Ah, you are in America. Massive cultural differences.
I am aware of cultural differences. They are not as massive as you think they are, and they are especially not as massive when it comes to race as you may fondly imagine.
I found it funny because it seemed like you were doing whatever the race equivalent of mansplaining is.
Well you are in for a little surprise then...
I wouldn’t think twice about hanging the picture. I also live in a multi cultural area, and while I haven’t formally studied race issues, I consider myself reasonably educated about them, mainly becuase I find history interesting and particularly I like to know what happened and why people can’t just get on.
So your own personal feelings on what is or isn't racist trump actual study of the very troubling history of race relations, including race portrayals in media and advertising, and finding history 'interesting' is a mark of expertise of some kind? And you would like to know what happened and why people 'can't just get on'?
Mind boggling.
I don’t think it would be easy for Americans to understand the utterly different attitudes to nudity in parts of Europe. Most British people don’t. In the context of the artist being Danish, female and body positivity being her thing I really don’t think there is anything gratuitous about the nudity.
As an Irish person mistaken here for an American, I am enjoying this mansplaining about 'European attitudes to nudity' a lot.
The nakedness while black really is gratuitous. Women don't usually do laundry naked any more than women usually spend time draped over cars while partially naked.

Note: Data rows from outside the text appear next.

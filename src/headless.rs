//! Engine seams for a client with no screen and no DOM.
//!
//! Strokes are counted and traced instead of painted, listeners are
//! bookkeeping only (the script drives input directly), and frames fire on
//! the session's interval timer.

#[cfg(test)]
#[path = "headless_test.rs"]
mod headless_test;

use std::cell::Cell;
use std::rc::Rc;

use place::geometry::{Coordinate, Size};
use place::host::PlaceHost;
use place::message::Message;
use place::platform::{EventTarget, FrameRequest, FrameScheduler, ListenerId, ListenerKind};
use place::presence::User;
use place::render::Surface;

// =============================================================
// Surface
// =============================================================

/// A surface that records how much would have been drawn.
#[derive(Debug, Clone)]
pub struct TraceSurface {
    size: Size,
    strokes: Rc<Cell<usize>>,
    clears: Rc<Cell<usize>>,
}

impl TraceSurface {
    #[must_use]
    pub fn new(size: Size) -> Self {
        Self { size, strokes: Rc::default(), clears: Rc::default() }
    }

    #[must_use]
    pub fn strokes(&self) -> usize {
        self.strokes.get()
    }

    #[must_use]
    pub fn clears(&self) -> usize {
        self.clears.get()
    }
}

impl Surface for TraceSurface {
    fn size(&self) -> Size {
        self.size
    }

    fn clear(&mut self) {
        self.clears.set(self.clears.get() + 1);
    }

    fn stroke_line(&mut self, from: Coordinate, to: Coordinate, color: &str) {
        self.strokes.set(self.strokes.get() + 1);
        tracing::trace!(from_x = from.x, from_y = from.y, to_x = to.x, to_y = to.y, color, "stroke");
    }
}

// =============================================================
// Host
// =============================================================

/// Render a chat entry as one console line.
#[must_use]
pub fn format_message(message: &Message) -> String {
    match message {
        Message::User { name, body, from_self: true, .. } => format!("{name} (you): {body}"),
        Message::User { name, body, .. } => format!("{name}: {body}"),
        Message::Join { name } => format!("* {name} joined"),
        Message::Leave { name } => format!("* {name} left"),
    }
}

/// A host that prints chat to stdout and logs everything else.
#[derive(Debug, Clone, Copy, Default)]
pub struct ConsoleHost;

impl PlaceHost for ConsoleHost {
    fn set_name(&mut self, name: &str) {
        tracing::info!(name, "name assigned");
    }

    fn set_messages(&mut self, messages: Vec<Message>) {
        tracing::info!(count = messages.len(), "chat history");
        for message in &messages {
            println!("{}", format_message(message));
        }
    }

    fn add_message(&mut self, message: Message) {
        println!("{}", format_message(&message));
    }

    fn set_user(&mut self, user: &User) {
        tracing::trace!(name = %user.name, x = user.cursor.x, y = user.cursor.y, "local user");
    }

    fn set_users(&mut self, users: &[User]) {
        tracing::info!(count = users.len(), "users online");
    }

    fn set_location(&mut self, location: Coordinate) {
        tracing::debug!(x = location.x, y = location.y, "location");
    }

    fn set_is_loading(&mut self, loading: bool) {
        tracing::debug!(loading, "loading");
    }
}

// =============================================================
// Platform
// =============================================================

/// Listener bookkeeping with no event source behind it.
#[derive(Debug, Clone, Default)]
pub struct DetachedEvents {
    next: u64,
    active: Rc<Cell<usize>>,
}

impl DetachedEvents {
    #[must_use]
    pub fn active(&self) -> usize {
        self.active.get()
    }
}

impl EventTarget for DetachedEvents {
    fn listen(&mut self, kind: ListenerKind) -> ListenerId {
        self.next += 1;
        self.active.set(self.active.get() + 1);
        tracing::trace!(?kind, id = self.next, "listen");
        ListenerId(self.next)
    }

    fn unlisten(&mut self, id: ListenerId) {
        self.active.set(self.active.get().saturating_sub(1));
        tracing::trace!(id = id.0, "unlisten");
    }
}

/// Frame requests fired by the session's interval timer.
#[derive(Debug, Clone, Default)]
pub struct TickFrames {
    next: Rc<Cell<u64>>,
    pending: Rc<Cell<Option<FrameRequest>>>,
}

impl TickFrames {
    /// Consume the pending request, if there is one.
    pub fn take(&self) -> Option<FrameRequest> {
        self.pending.take()
    }
}

impl FrameScheduler for TickFrames {
    fn request_frame(&mut self) -> FrameRequest {
        let id = self.next.get() + 1;
        self.next.set(id);
        let request = FrameRequest(id);
        self.pending.set(Some(request));
        request
    }

    fn cancel_frame(&mut self, request: FrameRequest) {
        if self.pending.get() == Some(request) {
            self.pending.set(None);
        }
    }
}
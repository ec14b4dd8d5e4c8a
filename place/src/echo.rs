//! Deduplication of our own events echoed back by the authority.
//!
//! A client applies its own chat lines and strokes optimistically. Whether the
//! authority later relays those same events back to their sender is not known
//! from the client side, so matching is opt-in: a disabled filter passes every
//! event through, and an enabled one swallows the first inbound event equal to
//! something we sent.

#[cfg(test)]
#[path = "echo_test.rs"]
mod echo_test;

use std::collections::VecDeque;

/// Bounded memory of own events awaiting a possible echo.
#[derive(Debug)]
pub struct EchoFilter<T> {
    enabled: bool,
    capacity: usize,
    pending: VecDeque<T>,
}

impl<T: PartialEq> EchoFilter<T> {
    #[must_use]
    pub fn new(enabled: bool, capacity: usize) -> Self {
        Self { enabled, capacity, pending: VecDeque::new() }
    }

    /// A filter that never matches.
    #[must_use]
    pub fn disabled() -> Self {
        Self::new(false, 0)
    }

    #[must_use]
    pub fn is_enabled(&self) -> bool {
        self.enabled
    }

    /// Remember an event we just sent. The oldest entry is forgotten once
    /// `capacity` is exceeded.
    pub fn record(&mut self, item: T) {
        if !self.enabled || self.capacity == 0 {
            return;
        }
        if self.pending.len() == self.capacity {
            self.pending.pop_front();
        }
        self.pending.push_back(item);
    }

    /// If `incoming` is the echo of a remembered event, forget it and return `true`.
    pub fn take_echo(&mut self, incoming: &T) -> bool {
        if !self.enabled {
            return false;
        }
        let Some(position) = self.pending.iter().position(|item| item == incoming) else {
            return false;
        };
        self.pending.remove(position);
        true
    }

    #[must_use]
    pub fn pending(&self) -> usize {
        self.pending.len()
    }
}
use super::*;

fn sample_frame() -> Frame {
    Frame {
        id: "id-1".to_owned(),
        ts: 42,
        from: Some("user-1".to_owned()),
        event: "line".to_owned(),
        data: serde_json::json!({
            "chunk": "0x0",
            "line": {
                "from": {"x": 1, "y": -2},
                "to": {"x": 3.5, "y": 4},
                "color": "#ff0000"
            },
            "ok": true,
            "nil": null
        }),
    }
}

#[test]
fn encode_decode_round_trip_preserves_frame() {
    let frame = sample_frame();
    let bytes = encode_frame(&frame);
    let decoded = decode_frame(&bytes).expect("decode should succeed");
    assert_eq!(decoded, frame);
}

#[test]
fn encode_frame_outputs_non_empty_binary() {
    let bytes = encode_frame(&sample_frame());
    assert!(!bytes.is_empty());
}

#[test]
fn decode_frame_rejects_malformed_bytes() {
    let err = decode_frame(&[0xff, 0x00, 0x01]).expect_err("bytes should fail");
    assert!(matches!(err, CodecError::Decode(_)));
}

#[test]
fn decode_frame_rejects_empty_event_name() {
    let wire = WireFrame {
        id: "id-1".to_owned(),
        ts: 1,
        from: None,
        event: String::new(),
        data: Some(json_to_proto_value(&serde_json::json!({}))),
    };
    let mut bytes = Vec::new();
    wire.encode(&mut bytes).expect("encode");

    let err = decode_frame(&bytes).expect_err("event should be required");
    assert!(matches!(err, CodecError::MissingEvent));
}

#[test]
fn decode_frame_defaults_missing_data_to_empty_object() {
    let wire = WireFrame {
        id: "id-1".to_owned(),
        ts: 1,
        from: None,
        event: "users".to_owned(),
        data: None,
    };
    let mut bytes = Vec::new();
    wire.encode(&mut bytes).expect("encode");

    let frame = decode_frame(&bytes).expect("decode");
    assert_eq!(frame.data, serde_json::json!({}));
}

#[test]
fn decode_frame_converts_nan_number_to_json_null() {
    let wire = WireFrame {
        id: "id-1".to_owned(),
        ts: 1,
        from: None,
        event: "cursor".to_owned(),
        data: Some(prost_types::Value {
            kind: Some(prost_types::value::Kind::NumberValue(f64::NAN)),
        }),
    };
    let mut bytes = Vec::new();
    wire.encode(&mut bytes).expect("encode");

    let frame = decode_frame(&bytes).expect("decode");
    assert_eq!(frame.data, Value::Null);
}

#[test]
fn whole_numbers_decode_as_json_integers() {
    let frame = Frame::new("id-int", 1, "bounds", serde_json::json!({"x": 10000.0, "y": -20000.0}));

    let decoded = decode_frame(&encode_frame(&frame)).expect("decode");
    assert_eq!(decoded.data.get("x"), Some(&serde_json::json!(10000)));
    assert_eq!(decoded.data.get("y"), Some(&serde_json::json!(-20000)));
}

#[test]
fn fractional_numbers_stay_floats() {
    let frame = Frame::new("id-frac", 1, "cursor", serde_json::json!({"x": 0.25}));

    let decoded = decode_frame(&encode_frame(&frame)).expect("decode");
    assert_eq!(decoded.data.get("x"), Some(&serde_json::json!(0.25)));
}

#[test]
fn with_from_sets_sender() {
    let frame = Frame::new("id", 0, "message", Value::Null).with_from("peer");
    assert_eq!(frame.from.as_deref(), Some("peer"));
    assert_eq!(frame.event, "message");
}

#[test]
fn frame_serializes_to_json_with_event_field() {
    let frame = Frame::new("id", 7, "name", serde_json::json!("ada"));
    let json = serde_json::to_value(&frame).expect("serialize");
    assert_eq!(json.get("event"), Some(&serde_json::json!("name")));
    assert_eq!(json.get("data"), Some(&serde_json::json!("ada")));
}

Black women in popular culture are hyper sexualised and portrayed as symbols of sex in ways that many of them find incredibly demeaning. You choose to completely ignore the fact that this naked woman is black, and that is a pity because understanding why this is problematic might give you some clues as to the operation of the power relationship between white and black that makes it so difficult to 'get along'.
As for why she did a picture of a black woman, who knows, maybe it’s one of her yoga students. I really personally feel you are reading too much into this picture. I don’t think any of the black women I know would see this picture as exploitative or in poor taste. I think things are different in America, I wouldn’t say it’s perfect here, but we didn’t have segregation in the same way and maybe that is part of the difference, I think also British people don’t take things quite so seriously as Americans (sorry for generalising!)
'I wouldn't say it's perfect here' is the understatement of the year. There is rampant segregation in the UK. On top of that there is the very rigid class system. The funny side of a depiction of a naked black woman wearing a baby and leaning on a washing machine reading would be completely lost on my lovely former neighbour, an operatic soprano and voice teacher with an Ivy League degree who was often assumed to be her children's nanny when they were out and about (her H is white). This print would elicit a sense of despair in her.
The artist has given a very general description of the impetus behind her art in general, and an explanation of how this particular print came about, but no indication at all of why she thought this particular print would be immune from the context of the portrayal in popular culture of black women, of naked black women, of black women doing domestic chores, of black women doing something traditionally African juxtaposed with an item that is a direct translation of Pear's soap from ads of yore.
FYI:
"Black women in popular culture: jezebel, mammy and sassy sidekick"
The problem with one-note stereotyping, and an assertion that media plays a part in forming our view of life even if we do not think it does.